» Data extracted from a collection
== Segment start ==

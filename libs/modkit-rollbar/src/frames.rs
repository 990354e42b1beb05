//! Stack capture for error items.

use crate::payload::StackFrame;

/// Filename reported for frames without debug info
pub const UNKNOWN_FILE_NAME: &str = "unknown_file_name";

/// Functions that only exist to take the capture
const CAPTURE_FUNCTIONS: &[&str] = &[
    "frames::capture_frames",
    "item::CapturedError::capture",
    "item::LogItem::error",
];

/// Capture the caller's stack, oldest call first.
///
/// Frames belonging to the capture machinery itself (the unwinder, this
/// function and the error capture helpers) are skipped. Frames that cannot be symbolized are omitted.
#[must_use]
#[inline(never)]
pub fn capture_frames() -> Vec<StackFrame> {
    let mut frames = Vec::new();

    backtrace::trace(|frame| {
        backtrace::resolve_frame(frame, |symbol| {
            let Some(name) = symbol.name() else {
                return;
            };
            frames.push(StackFrame {
                filename: symbol.filename().map_or_else(
                    || UNKNOWN_FILE_NAME.to_owned(),
                    |path| path.display().to_string(),
                ),
                lineno: symbol.lineno(),
                colno: symbol.colno(),
                method: Some(format!("{name:#}")),
            });
        });
        true
    });

    // `frames` is innermost first here; drop everything up to and including
    // the outermost capture helper.
    let skip = frames
        .iter()
        .rposition(|frame| is_capture_frame(frame.method.as_deref()))
        .map_or(0, |idx| idx + 1);

    let mut frames = frames.split_off(skip);
    frames.reverse();
    frames
}

fn is_capture_frame(method: Option<&str>) -> bool {
    method.is_some_and(|m| CAPTURE_FUNCTIONS.iter().any(|f| m.contains(f)))
}
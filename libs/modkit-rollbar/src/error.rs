use std::sync::Arc;
use thiserror::Error;

/// Boxed, shareable error source.
///
/// Outcomes are observed both through a [`DeliveryHandle`](crate::DeliveryHandle)
/// and through [`Rollbar::wait`](crate::Rollbar::wait), so sources are kept
/// behind an `Arc` to keep [`RollbarError`] cheaply cloneable.
pub type SharedSource = Arc<dyn std::error::Error + Send + Sync>;

/// Error reporting client errors
#[derive(Error, Debug, Clone)]
#[non_exhaustive]
pub enum RollbarError {
    /// The value passed to the logging API was neither a message nor an error
    #[error("must be string or error")]
    InvalidInput,

    /// Request body declared `application/json` but did not parse
    #[error("Invalid JSON request body: {0}")]
    InvalidJson(#[source] Arc<serde_json::Error>),

    /// Request body declared a form content type but did not parse
    #[error("Invalid form request body: {reason}")]
    Form {
        /// Diagnostic message from the form parser
        reason: String,
    },

    /// Reading the underlying request body stream failed
    #[error("Failed to read request body: {0}")]
    BodyRead(#[source] SharedSource),

    /// Payload could not be serialized to JSON
    #[error("Failed to serialize payload: {0}")]
    Serialize(#[source] Arc<serde_json::Error>),

    /// Outbound request could not be assembled (bad header value, bad URL)
    #[error("Failed to build request: {0}")]
    InvalidRequest(#[source] SharedSource),

    /// Collector answered with a non-success status
    #[error("Failed to log to Rollbar: {body}")]
    Rejected {
        /// Status returned by the collector
        status: http::StatusCode,
        /// Response body text, as returned by the collector
        body: String,
    },

    /// Transport collaborator failed before an acknowledgement arrived
    #[error("Transport error: {0}")]
    Transport(#[source] Arc<TransportError>),

    /// Delivery task went away before it settled
    #[error("Delivery aborted before completion")]
    Aborted,
}

impl RollbarError {
    pub(crate) fn invalid_json(err: serde_json::Error) -> Self {
        Self::InvalidJson(Arc::new(err))
    }

    pub(crate) fn serialize(err: serde_json::Error) -> Self {
        Self::Serialize(Arc::new(err))
    }

    pub(crate) fn body_read<E>(err: E) -> Self
    where
        E: Into<Box<dyn std::error::Error + Send + Sync>>,
    {
        Self::BodyRead(Arc::from(err.into()))
    }

    /// Returns `true` if the failure happened on the wire (rejected or transport).
    #[must_use]
    pub fn is_delivery_error(&self) -> bool {
        matches!(self, Self::Rejected { .. } | Self::Transport(_))
    }
}

impl From<TransportError> for RollbarError {
    fn from(err: TransportError) -> Self {
        Self::Transport(Arc::new(err))
    }
}

impl From<http::Error> for RollbarError {
    fn from(err: http::Error) -> Self {
        Self::InvalidRequest(Arc::new(err))
    }
}

/// Transport collaborator failures
#[derive(Error, Debug)]
#[non_exhaustive]
pub enum TransportError {
    /// Network-level failure (connection refused, DNS, reset)
    #[error("{0}")]
    Connection(#[source] Box<dyn std::error::Error + Send + Sync>),

    /// TLS setup failure
    #[error("TLS error: {0}")]
    Tls(#[source] Box<dyn std::error::Error + Send + Sync>),

    /// Endpoint is not a valid URI
    #[error("Invalid URL '{url}': {source}")]
    InvalidUrl {
        url: String,
        #[source]
        source: http::uri::InvalidUri,
    },

    /// Anything else reported by a custom transport
    #[error("{0}")]
    Other(String),
}

impl From<hyper::Error> for TransportError {
    fn from(err: hyper::Error) -> Self {
        TransportError::Connection(Box::new(err))
    }
}

impl From<hyper_util::client::legacy::Error> for TransportError {
    fn from(err: hyper_util::client::legacy::Error) -> Self {
        TransportError::Connection(Box::new(err))
    }
}
//! Transport collaborator: how a serialized item reaches the collector.
//!
//! The client never picks a transport on its own. Callers pass one in,
//! either [`HyperTransport`] or their own [`Transport`] implementation
//! (closures can be adapted with [`from_fn`]).

use std::future::Future;
use std::sync::Arc;

use async_trait::async_trait;
use bytes::Bytes;
use http::{HeaderMap, Method, Request, StatusCode, Uri};
use http_body_util::{BodyExt, Full};
use hyper_rustls::HttpsConnector;
use hyper_util::client::legacy::Client;
use hyper_util::client::legacy::connect::HttpConnector;
use hyper_util::rt::{TokioExecutor, TokioTimer};

use crate::error::TransportError;

/// Request handed to a [`Transport`]
#[derive(Debug, Clone)]
pub struct OutboundRequest {
    pub url: String,
    pub method: Method,
    pub headers: HeaderMap,
    pub body: Bytes,
}

/// Collector acknowledgement
#[derive(Debug, Clone)]
pub struct TransportResponse {
    status: StatusCode,
    body: Bytes,
}

impl TransportResponse {
    #[must_use]
    pub fn new(status: StatusCode, body: impl Into<Bytes>) -> Self {
        Self {
            status,
            body: body.into(),
        }
    }

    #[must_use]
    pub fn status(&self) -> StatusCode {
        self.status
    }

    /// `true` for 2xx statuses
    #[must_use]
    pub fn is_success(&self) -> bool {
        self.status.is_success()
    }

    /// Response body as text, lossy for invalid UTF-8
    #[must_use]
    pub fn text(&self) -> String {
        String::from_utf8_lossy(&self.body).into_owned()
    }
}

/// Sends one request and returns the collector's answer.
///
/// A returned error and a non-success [`TransportResponse`] are both treated
/// as delivery failures by the client.
#[async_trait]
pub trait Transport: Send + Sync {
    /// # Errors
    ///
    /// Returns a [`TransportError`] if no response was received.
    async fn send(&self, request: OutboundRequest) -> Result<TransportResponse, TransportError>;
}

#[async_trait]
impl<T: Transport + ?Sized> Transport for Arc<T> {
    async fn send(&self, request: OutboundRequest) -> Result<TransportResponse, TransportError> {
        (**self).send(request).await
    }
}

/// [`Transport`] backed by an async closure, see [`from_fn`]
#[derive(Clone)]
pub struct FnTransport<F>(F);

/// Adapt an async closure into a [`Transport`].
///
/// ```ignore
/// let transport = modkit_rollbar::from_fn(|request| async move {
///     Ok(TransportResponse::new(StatusCode::OK, ""))
/// });
/// ```
#[must_use]
pub fn from_fn<F, Fut>(f: F) -> FnTransport<F>
where
    F: Fn(OutboundRequest) -> Fut + Send + Sync,
    Fut: Future<Output = Result<TransportResponse, TransportError>> + Send,
{
    FnTransport(f)
}

#[async_trait]
impl<F, Fut> Transport for FnTransport<F>
where
    F: Fn(OutboundRequest) -> Fut + Send + Sync,
    Fut: Future<Output = Result<TransportResponse, TransportError>> + Send,
{
    async fn send(&self, request: OutboundRequest) -> Result<TransportResponse, TransportError> {
        (self.0)(request).await
    }
}

/// Pooled hyper client over rustls.
///
/// Uses webpki roots and accepts plain `http://` endpoints so local collectors
/// and mock servers work. Cloning is cheap and shares the pool.
#[derive(Clone)]
pub struct HyperTransport {
    client: Client<HttpsConnector<HttpConnector>, Full<Bytes>>,
}

impl std::fmt::Debug for HyperTransport {
    fn fmt(&self, f: &mut std::fmt::Formatter<'_>) -> std::fmt::Result {
        f.debug_struct("HyperTransport").finish_non_exhaustive()
    }
}

impl HyperTransport {
    /// # Errors
    ///
    /// Returns [`TransportError::Tls`] if the TLS connector cannot be built.
    pub fn new() -> Result<Self, TransportError> {
        let https = hyper_rustls::HttpsConnectorBuilder::new()
            .with_provider_and_webpki_roots(crypto_provider())
            .map_err(|e| TransportError::Tls(Box::new(e)))?
            .https_or_http()
            .enable_all_versions()
            .build();

        let client = Client::builder(TokioExecutor::new())
            .pool_timer(TokioTimer::new())
            .build(https);

        Ok(Self { client })
    }
}

/// Installed process-wide provider if any, otherwise aws-lc-rs
fn crypto_provider() -> Arc<rustls::crypto::CryptoProvider> {
    rustls::crypto::CryptoProvider::get_default()
        .cloned()
        .unwrap_or_else(|| Arc::new(rustls::crypto::aws_lc_rs::default_provider()))
}

#[async_trait]
impl Transport for HyperTransport {
    async fn send(&self, request: OutboundRequest) -> Result<TransportResponse, TransportError> {
        let uri: Uri = request
            .url
            .parse()
            .map_err(|source| TransportError::InvalidUrl {
                url: request.url.clone(),
                source,
            })?;

        let mut outbound = Request::new(Full::new(request.body));
        *outbound.method_mut() = request.method;
        *outbound.uri_mut() = uri;
        *outbound.headers_mut() = request.headers;

        let response = self.client.request(outbound).await?;
        let status = response.status();
        let body = response.into_body().collect().await?.to_bytes();

        Ok(TransportResponse::new(status, body))
    }
}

== Segment end ==

Filter the records above for the string "backtrace" and copy each matching line.

» Solution
    backtrace::trace(|frame| {
        backtrace::resolve_frame(frame, |symbol| {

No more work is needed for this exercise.